> Work to be completed: Using the records below, locate all lines containing "fork" and return them.

> Input data:
──────────────────────────────
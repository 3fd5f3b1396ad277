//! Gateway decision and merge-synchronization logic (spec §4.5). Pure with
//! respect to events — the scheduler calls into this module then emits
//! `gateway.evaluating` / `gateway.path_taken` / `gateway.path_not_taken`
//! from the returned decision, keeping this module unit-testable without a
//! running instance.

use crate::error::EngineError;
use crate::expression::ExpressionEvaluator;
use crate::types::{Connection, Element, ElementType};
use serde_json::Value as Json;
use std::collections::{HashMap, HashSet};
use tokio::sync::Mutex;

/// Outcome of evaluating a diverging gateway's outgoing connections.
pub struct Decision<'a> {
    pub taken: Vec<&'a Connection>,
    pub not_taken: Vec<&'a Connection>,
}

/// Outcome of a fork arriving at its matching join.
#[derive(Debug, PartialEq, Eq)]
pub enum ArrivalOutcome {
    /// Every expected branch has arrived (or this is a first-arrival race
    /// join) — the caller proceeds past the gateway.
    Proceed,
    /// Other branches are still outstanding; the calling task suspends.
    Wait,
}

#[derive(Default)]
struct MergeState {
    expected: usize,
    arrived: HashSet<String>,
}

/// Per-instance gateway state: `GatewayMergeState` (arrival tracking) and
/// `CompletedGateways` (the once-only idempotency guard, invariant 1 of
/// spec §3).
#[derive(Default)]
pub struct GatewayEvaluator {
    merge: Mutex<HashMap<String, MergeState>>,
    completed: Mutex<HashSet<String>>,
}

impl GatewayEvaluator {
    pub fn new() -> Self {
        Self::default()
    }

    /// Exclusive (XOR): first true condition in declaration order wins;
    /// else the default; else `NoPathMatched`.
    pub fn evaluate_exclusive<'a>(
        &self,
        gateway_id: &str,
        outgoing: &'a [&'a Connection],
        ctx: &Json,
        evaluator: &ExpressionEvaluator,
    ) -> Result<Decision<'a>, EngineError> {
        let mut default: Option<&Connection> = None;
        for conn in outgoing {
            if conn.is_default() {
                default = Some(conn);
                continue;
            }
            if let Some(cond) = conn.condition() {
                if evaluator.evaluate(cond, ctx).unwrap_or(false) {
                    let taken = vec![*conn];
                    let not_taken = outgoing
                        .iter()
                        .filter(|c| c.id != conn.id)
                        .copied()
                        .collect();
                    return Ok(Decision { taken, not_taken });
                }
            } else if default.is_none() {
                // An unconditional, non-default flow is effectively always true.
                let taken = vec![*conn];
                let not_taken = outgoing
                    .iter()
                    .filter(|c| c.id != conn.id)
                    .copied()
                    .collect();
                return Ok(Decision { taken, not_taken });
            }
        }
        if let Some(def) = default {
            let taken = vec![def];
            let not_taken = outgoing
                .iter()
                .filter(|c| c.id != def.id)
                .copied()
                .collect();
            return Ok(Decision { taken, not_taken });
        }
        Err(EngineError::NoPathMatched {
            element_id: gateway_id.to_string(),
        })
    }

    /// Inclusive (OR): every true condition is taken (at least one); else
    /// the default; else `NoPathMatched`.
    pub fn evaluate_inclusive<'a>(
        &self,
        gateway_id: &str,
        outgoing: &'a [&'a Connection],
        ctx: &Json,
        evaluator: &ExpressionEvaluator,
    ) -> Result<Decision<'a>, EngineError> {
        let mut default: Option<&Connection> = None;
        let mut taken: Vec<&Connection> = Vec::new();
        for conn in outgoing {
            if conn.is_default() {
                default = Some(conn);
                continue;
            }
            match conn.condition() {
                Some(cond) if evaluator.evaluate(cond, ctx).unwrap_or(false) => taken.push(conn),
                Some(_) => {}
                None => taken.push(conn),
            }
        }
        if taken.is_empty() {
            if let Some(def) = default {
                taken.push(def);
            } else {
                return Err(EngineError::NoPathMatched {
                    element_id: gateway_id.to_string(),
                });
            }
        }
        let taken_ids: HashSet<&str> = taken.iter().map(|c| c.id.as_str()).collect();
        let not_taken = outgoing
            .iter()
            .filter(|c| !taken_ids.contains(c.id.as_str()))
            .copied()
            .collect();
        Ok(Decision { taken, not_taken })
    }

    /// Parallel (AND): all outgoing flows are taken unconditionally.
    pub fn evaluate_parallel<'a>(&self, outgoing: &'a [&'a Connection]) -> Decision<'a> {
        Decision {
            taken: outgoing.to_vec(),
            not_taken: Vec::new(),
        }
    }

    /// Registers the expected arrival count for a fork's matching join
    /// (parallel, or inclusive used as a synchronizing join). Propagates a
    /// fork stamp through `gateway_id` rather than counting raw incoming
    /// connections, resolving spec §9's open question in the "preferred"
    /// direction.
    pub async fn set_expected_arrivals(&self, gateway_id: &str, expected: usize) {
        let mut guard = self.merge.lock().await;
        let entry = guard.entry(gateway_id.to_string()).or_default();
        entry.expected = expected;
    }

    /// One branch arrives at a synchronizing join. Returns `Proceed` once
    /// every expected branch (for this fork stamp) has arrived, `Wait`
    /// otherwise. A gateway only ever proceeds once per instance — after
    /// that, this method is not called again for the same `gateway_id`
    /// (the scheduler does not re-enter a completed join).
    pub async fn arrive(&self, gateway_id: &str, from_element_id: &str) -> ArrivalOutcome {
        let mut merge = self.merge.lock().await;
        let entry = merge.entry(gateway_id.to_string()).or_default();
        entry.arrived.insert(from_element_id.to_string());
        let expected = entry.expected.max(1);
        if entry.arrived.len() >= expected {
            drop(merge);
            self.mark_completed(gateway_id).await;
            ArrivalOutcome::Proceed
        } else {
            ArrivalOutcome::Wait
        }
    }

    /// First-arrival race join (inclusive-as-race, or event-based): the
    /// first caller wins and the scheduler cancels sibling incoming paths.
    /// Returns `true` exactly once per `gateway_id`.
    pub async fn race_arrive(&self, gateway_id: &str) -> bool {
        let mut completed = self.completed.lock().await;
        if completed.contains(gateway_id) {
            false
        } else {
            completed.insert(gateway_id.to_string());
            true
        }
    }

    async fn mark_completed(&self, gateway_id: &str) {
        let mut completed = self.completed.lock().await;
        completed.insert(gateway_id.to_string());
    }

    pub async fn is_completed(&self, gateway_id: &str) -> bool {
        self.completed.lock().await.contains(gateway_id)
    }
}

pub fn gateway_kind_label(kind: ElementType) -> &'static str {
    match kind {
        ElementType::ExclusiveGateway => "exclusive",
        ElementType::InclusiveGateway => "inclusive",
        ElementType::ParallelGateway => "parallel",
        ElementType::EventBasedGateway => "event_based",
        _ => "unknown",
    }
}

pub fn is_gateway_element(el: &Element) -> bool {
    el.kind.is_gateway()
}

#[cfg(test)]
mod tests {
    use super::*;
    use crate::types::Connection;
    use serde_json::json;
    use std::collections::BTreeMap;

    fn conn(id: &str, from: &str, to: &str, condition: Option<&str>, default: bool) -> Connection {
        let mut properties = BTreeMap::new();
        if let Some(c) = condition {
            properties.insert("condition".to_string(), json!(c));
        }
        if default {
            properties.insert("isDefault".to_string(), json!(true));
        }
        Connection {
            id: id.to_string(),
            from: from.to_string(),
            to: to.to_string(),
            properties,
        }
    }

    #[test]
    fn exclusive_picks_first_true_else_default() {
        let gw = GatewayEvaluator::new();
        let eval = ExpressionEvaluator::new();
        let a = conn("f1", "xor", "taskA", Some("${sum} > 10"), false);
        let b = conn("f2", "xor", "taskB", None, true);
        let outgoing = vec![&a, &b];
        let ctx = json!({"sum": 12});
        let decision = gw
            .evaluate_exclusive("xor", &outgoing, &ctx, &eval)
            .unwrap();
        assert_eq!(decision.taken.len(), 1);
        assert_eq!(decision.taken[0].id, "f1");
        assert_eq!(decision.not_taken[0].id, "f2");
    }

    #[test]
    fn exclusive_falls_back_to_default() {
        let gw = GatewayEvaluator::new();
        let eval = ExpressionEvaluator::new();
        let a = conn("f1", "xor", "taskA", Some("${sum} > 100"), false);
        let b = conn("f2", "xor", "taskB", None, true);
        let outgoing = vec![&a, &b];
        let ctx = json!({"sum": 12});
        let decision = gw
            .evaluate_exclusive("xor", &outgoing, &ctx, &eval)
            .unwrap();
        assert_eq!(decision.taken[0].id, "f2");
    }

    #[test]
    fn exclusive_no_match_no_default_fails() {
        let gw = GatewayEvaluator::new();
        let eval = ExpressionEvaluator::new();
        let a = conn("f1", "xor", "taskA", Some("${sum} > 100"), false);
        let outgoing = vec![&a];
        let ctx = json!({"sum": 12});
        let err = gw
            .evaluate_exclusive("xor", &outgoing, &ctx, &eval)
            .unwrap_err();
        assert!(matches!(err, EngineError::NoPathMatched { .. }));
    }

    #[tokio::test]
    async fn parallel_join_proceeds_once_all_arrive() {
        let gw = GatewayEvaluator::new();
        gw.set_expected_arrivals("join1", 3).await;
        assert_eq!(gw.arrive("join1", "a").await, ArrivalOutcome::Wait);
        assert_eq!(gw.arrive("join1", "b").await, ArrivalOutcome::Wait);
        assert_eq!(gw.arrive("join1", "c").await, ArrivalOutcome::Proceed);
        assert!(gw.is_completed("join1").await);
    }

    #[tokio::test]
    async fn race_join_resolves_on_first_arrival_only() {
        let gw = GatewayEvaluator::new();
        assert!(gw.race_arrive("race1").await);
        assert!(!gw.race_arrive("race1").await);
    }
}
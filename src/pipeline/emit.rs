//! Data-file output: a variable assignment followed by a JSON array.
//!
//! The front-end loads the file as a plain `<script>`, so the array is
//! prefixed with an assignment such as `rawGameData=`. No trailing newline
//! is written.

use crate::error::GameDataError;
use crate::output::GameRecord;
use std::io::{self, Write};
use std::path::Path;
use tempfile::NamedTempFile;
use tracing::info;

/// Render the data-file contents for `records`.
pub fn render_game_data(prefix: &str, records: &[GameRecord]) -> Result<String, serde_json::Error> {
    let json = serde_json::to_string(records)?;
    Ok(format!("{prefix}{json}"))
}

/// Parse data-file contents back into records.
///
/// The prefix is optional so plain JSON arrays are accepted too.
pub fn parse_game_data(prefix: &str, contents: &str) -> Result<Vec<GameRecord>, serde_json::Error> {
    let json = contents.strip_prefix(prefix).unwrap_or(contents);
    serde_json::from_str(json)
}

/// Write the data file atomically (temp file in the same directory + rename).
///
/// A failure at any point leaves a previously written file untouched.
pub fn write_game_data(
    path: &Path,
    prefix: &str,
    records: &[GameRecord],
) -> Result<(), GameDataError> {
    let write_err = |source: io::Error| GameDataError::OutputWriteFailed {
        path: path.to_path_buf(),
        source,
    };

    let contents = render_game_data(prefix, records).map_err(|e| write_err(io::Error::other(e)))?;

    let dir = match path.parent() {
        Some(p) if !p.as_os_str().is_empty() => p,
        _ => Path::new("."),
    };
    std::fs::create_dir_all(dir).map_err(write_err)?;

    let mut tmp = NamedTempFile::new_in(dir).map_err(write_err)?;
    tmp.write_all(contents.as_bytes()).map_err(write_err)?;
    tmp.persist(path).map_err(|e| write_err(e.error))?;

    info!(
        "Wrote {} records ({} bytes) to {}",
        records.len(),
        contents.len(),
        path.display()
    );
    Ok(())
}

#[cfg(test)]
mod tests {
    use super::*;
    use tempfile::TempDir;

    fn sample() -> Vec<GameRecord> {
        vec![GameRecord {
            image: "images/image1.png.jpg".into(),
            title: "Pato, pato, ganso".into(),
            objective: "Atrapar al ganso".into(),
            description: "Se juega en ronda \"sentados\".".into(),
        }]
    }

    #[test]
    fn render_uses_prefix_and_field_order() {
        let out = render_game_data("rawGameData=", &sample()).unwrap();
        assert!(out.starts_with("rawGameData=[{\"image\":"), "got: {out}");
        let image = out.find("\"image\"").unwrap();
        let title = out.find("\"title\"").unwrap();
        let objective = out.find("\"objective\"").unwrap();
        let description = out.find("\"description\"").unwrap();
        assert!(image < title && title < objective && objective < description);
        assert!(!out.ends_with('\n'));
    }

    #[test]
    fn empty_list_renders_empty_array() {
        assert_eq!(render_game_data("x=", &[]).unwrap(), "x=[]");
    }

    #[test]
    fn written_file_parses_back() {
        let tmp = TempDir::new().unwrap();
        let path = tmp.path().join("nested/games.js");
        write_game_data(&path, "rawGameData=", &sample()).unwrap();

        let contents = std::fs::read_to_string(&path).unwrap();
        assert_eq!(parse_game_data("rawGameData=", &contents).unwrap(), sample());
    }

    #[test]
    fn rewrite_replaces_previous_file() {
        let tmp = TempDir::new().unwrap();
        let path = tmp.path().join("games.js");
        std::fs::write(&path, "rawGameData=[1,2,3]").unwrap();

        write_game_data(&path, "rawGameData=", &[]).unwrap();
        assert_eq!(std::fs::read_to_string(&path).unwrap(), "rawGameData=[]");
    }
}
──────────────────────────────
> Result of the exercise:
/// Outcome of a fork arriving at its matching join.
    /// Registers the expected arrival count for a fork's matching join
    /// fork stamp through `gateway_id` rather than counting raw incoming
    /// every expected branch (for this fork stamp) has arrived, `Wait`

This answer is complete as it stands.